The full conveyancing process, step by step
- Instruction. Both parties instruct conveyancers. ID checks and source-of-funds verification follow under anti-money-laundering rules.
- Draft contract pack. The seller's conveyancer produces the draft contract, official copies of the title, the TA6 (Property Information Form), the TA10 (Fixtures and Fittings), and — for leaseholds — the LPE1 management pack and lease.
- Searches. The buyer's conveyancer orders local authority, water and drainage, environmental and chancel searches.
- Enquiries. The buyer's conveyancer raises questions about anything ambiguous in the contract pack or searches.
- Mortgage offer. The buyer's lender issues a formal offer. The conveyancer reviews the conditions and the lender's certificate of title.
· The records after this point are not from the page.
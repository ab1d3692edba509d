//! Sample generator (dart-throwing estimator)
//!
//! A sample is one point drawn uniformly from the square `[-1, 1)²`. It is a
//! hit when it lies strictly inside the unit circle; the ratio of hits to
//! samples approaches `PI / 4`.
//!
//! Generators never share mutable RNG state between threads: the thread
//! source draws from a thread-local generator, the OS source asks the
//! operating system on every call.

use rand::rngs::OsRng;
use rand::Rng;
use serde::{Deserialize, Serialize};

/// One random point in `[-1, 1)²`
#[derive(Debug, Clone, Copy, PartialEq)]
pub struct Sample {
    x: f64,
    y: f64,
}

impl Sample {
    /// Create a sample at the given coordinates.
    #[must_use]
    pub const fn new(x: f64, y: f64) -> Self {
        Self { x, y }
    }

    /// Draw a sample with each axis independent and uniform on `[-1, 1)`.
    pub fn draw<R: Rng + ?Sized>(rng: &mut R) -> Self {
        Self {
            x: rng.gen_range(-1.0..1.0),
            y: rng.gen_range(-1.0..1.0),
        }
    }

    /// X coordinate.
    #[must_use]
    pub const fn x(&self) -> f64 {
        self.x
    }

    /// Y coordinate.
    #[must_use]
    pub const fn y(&self) -> f64 {
        self.y
    }

    /// Whether the point lies strictly inside the unit circle.
    #[must_use]
    pub fn inside(&self) -> bool {
        self.x.mul_add(self.x, self.y * self.y) < 1.0
    }

    /// `1` for a hit, `0` for a miss.
    #[must_use]
    pub fn outcome(&self) -> u8 {
        u8::from(self.inside())
    }
}

/// Produces one hit/miss outcome per sample index.
///
/// The index identifies the sample within a dataset. Random generators
/// ignore it; scripted generators use it to replay a fixed sequence.
pub trait HitGenerator: Send + Sync {
    /// Return `1` if sample `index` is inside the unit circle, else `0`.
    fn hit(&self, index: u64) -> u8;
}

/// Source of randomness for [`HitGenerator`]
#[derive(Debug, Clone, Copy, Default, PartialEq, Eq, Serialize, Deserialize)]
#[serde(rename_all = "lowercase")]
pub enum RandomSource {
    /// Thread-local CSPRNG, seeded once per worker thread
    #[default]
    Thread,
    /// Operating-system entropy, queried on every draw
    Os,
}

impl HitGenerator for RandomSource {
    fn hit(&self, _index: u64) -> u8 {
        let sample = match self {
            Self::Thread => Sample::draw(&mut rand::thread_rng()),
            Self::Os => Sample::draw(&mut OsRng),
        };
        sample.outcome()
    }
}

/// Scripted generator replaying a fixed outcome sequence.
///
/// Sample `index` yields `outcomes[index % outcomes.len()]`, so results do
/// not depend on how samples are spread across partitions or threads. An
/// empty script always misses.
#[derive(Debug, Clone, PartialEq, Eq)]
pub struct FixedOutcomes {
    outcomes: Vec<u8>,
}

impl FixedOutcomes {
    /// Create a generator from outcomes; any non-zero value counts as a hit.
    #[must_use]
    pub fn new(outcomes: impl Into<Vec<u8>>) -> Self {
        let outcomes = outcomes.into().into_iter().map(|o| u8::from(o != 0)).collect();
        Self { outcomes }
    }

    /// The scripted outcomes.
    #[must_use]
    pub fn outcomes(&self) -> &[u8] {
        &self.outcomes
    }
}

impl HitGenerator for FixedOutcomes {
    fn hit(&self, index: u64) -> u8 {
        if self.outcomes.is_empty() {
            return 0;
        }
        #[allow(clippy::cast_possible_truncation)]
        let slot = (index % self.outcomes.len() as u64) as usize;
        self.outcomes[slot]
    }
}
use common::model::game::Move;
use rand::Rng;

#[derive(Debug, Clone, Copy, PartialEq, Eq)]
pub struct Choice {
    pub counter: Move,
    pub submitted: Move,
    pub deviated: bool,
}

/// Plays the counter to the predicted opponent move, except that with
/// `deviation_probability` it plays a uniformly random move instead.
#[derive(Debug, Clone, Copy)]
pub struct MoveChooser {
    deviation_probability: f64,
}

impl MoveChooser {
    pub fn new(deviation_probability: f64) -> Self {
        MoveChooser {
            deviation_probability,
        }
    }

    pub fn choose<R: Rng>(&self, predicted: Move, rng: &mut R) -> Choice {
        let counter = predicted.counter();
        if self.deviation_probability > 0.0 && rng.random_bool(self.deviation_probability) {
            let submitted = Move::ALL[rng.random_range(0..Move::ALL.len())];
            return Choice {
                counter,
                submitted,
                deviated: true,
            };
        }
        Choice {
            counter,
            submitted: counter,
            deviated: false,
        }
    }
}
- Survey. The buyer commissions a RICS survey. Issues found may trigger renegotiation.
- Report on title. The buyer's conveyancer reports to the buyer summarising the legal position. The buyer signs the contract.
- Deposit. The buyer transfers the deposit (typically 10% of the price) to their conveyancer's client account.
- Exchange of contracts. The two conveyancers exchange signed contracts on the phone, agree the completion date, and the deposit is committed.
- Completion. Funds transfer from the buyer's conveyancer to the seller's. Keys are released.
- Post-completion. The buyer's conveyancer files the SDLT return within 14 days, registers the transfer with HM Land Registry, and notifies the lender.
The GOV.UK buy-sell-your-home guide covers the legal sequence in plain English.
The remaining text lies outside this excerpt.